(Dataset entries)
- Opening Delimiter -
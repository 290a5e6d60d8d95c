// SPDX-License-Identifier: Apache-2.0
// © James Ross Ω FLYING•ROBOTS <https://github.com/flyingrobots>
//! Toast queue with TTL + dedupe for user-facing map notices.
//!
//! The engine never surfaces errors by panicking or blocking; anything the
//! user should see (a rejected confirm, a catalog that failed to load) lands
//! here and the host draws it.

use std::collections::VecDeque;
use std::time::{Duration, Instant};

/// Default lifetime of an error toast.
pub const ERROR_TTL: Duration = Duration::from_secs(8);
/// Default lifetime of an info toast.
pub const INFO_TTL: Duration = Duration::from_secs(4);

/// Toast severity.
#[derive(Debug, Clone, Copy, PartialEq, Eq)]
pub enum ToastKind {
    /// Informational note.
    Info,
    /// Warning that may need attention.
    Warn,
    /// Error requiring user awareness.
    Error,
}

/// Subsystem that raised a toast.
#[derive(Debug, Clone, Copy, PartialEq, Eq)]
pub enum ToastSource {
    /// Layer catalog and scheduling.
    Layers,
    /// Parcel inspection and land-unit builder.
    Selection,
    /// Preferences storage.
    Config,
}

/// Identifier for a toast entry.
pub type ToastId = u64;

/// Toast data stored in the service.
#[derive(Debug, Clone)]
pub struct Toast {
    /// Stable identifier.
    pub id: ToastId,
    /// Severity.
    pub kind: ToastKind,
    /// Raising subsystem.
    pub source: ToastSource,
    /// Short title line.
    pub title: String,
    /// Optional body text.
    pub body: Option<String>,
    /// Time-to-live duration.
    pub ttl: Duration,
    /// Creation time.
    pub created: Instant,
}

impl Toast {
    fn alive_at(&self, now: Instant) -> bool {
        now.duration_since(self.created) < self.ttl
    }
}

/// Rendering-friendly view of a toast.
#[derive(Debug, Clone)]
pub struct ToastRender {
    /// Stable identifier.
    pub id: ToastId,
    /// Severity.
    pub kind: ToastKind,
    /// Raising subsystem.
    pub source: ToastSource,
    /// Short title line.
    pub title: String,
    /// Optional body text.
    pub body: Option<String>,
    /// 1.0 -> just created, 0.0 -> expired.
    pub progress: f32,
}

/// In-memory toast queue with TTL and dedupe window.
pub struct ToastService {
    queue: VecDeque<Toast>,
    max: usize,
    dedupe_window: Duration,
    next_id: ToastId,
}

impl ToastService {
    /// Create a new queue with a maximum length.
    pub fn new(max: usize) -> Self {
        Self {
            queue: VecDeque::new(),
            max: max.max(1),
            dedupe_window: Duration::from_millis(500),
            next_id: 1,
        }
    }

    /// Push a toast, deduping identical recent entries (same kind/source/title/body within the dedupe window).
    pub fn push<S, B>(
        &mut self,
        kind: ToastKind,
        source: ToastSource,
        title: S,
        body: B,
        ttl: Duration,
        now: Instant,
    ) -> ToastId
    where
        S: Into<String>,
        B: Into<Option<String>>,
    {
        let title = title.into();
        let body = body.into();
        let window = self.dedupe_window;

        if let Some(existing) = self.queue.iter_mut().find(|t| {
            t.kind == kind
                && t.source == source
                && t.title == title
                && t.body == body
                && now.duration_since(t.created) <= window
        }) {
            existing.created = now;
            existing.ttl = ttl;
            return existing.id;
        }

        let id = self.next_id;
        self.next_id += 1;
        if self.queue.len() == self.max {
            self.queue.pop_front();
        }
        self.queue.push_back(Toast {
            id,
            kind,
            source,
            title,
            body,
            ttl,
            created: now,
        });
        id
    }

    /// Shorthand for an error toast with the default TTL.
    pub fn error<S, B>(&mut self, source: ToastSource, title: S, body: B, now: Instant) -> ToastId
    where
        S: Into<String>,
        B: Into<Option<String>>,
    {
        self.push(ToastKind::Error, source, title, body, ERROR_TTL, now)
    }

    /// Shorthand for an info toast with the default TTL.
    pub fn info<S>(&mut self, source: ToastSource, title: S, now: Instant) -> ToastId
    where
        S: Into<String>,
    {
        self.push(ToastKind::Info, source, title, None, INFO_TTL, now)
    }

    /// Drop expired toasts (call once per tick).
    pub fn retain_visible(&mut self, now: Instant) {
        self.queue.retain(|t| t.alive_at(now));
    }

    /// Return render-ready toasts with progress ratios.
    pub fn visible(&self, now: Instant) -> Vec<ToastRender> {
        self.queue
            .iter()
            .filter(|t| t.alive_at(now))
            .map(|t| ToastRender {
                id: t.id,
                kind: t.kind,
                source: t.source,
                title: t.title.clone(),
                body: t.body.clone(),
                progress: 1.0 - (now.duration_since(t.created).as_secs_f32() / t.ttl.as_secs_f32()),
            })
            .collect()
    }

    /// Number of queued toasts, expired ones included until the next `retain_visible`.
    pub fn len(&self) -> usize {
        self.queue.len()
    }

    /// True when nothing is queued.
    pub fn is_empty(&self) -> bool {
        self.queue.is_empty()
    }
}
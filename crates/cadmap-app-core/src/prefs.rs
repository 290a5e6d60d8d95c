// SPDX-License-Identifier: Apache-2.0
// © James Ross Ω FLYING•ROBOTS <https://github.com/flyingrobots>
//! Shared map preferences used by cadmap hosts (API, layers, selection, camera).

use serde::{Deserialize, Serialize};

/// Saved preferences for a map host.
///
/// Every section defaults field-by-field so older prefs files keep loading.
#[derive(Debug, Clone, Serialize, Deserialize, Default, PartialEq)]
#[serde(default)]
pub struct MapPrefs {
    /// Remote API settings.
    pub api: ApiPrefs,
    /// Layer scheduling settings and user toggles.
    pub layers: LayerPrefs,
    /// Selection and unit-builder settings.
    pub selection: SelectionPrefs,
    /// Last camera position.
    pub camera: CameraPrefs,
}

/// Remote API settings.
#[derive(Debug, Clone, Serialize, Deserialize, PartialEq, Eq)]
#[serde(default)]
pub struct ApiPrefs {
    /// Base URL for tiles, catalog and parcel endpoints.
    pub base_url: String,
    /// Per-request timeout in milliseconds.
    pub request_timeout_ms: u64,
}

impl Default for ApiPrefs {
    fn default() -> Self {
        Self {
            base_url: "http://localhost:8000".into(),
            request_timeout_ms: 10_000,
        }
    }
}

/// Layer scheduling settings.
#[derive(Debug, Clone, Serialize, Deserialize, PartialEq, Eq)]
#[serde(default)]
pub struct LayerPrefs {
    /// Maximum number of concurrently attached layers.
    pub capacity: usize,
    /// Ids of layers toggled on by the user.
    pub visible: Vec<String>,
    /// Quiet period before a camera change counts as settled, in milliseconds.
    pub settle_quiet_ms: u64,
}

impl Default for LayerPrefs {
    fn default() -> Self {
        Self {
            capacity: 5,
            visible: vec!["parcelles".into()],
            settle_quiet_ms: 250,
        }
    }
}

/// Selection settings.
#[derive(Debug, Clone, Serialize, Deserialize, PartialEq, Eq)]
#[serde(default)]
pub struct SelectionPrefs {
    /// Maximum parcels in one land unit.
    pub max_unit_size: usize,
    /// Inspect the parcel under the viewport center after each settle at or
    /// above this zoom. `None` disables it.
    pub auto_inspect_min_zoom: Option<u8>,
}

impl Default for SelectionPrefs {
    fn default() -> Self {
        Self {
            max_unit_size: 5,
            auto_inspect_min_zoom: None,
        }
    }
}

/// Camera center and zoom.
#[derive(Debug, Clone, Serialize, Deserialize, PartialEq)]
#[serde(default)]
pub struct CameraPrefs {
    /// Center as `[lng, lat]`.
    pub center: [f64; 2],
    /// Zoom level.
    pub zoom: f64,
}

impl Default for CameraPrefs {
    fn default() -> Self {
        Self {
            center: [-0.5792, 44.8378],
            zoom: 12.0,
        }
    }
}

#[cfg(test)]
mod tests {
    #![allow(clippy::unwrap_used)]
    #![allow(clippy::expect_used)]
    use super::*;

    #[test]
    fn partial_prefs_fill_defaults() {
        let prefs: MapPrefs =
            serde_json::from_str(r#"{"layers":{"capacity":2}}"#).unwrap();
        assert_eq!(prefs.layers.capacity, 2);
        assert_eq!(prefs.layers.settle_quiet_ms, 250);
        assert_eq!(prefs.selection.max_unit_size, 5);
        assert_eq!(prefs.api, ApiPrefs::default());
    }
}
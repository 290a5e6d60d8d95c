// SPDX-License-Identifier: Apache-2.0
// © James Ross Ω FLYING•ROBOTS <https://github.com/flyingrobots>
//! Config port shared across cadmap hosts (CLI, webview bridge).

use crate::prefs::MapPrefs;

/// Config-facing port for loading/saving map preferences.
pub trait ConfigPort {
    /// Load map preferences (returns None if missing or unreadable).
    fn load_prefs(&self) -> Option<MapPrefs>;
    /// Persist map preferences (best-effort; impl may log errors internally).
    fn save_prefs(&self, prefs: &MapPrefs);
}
- Closing Delimiter -
**Assigned task:**
Return each line from the data where the string "lifetime" can be found.

**Answer space:**
/// Default lifetime of an error toast.
/// Default lifetime of an info toast.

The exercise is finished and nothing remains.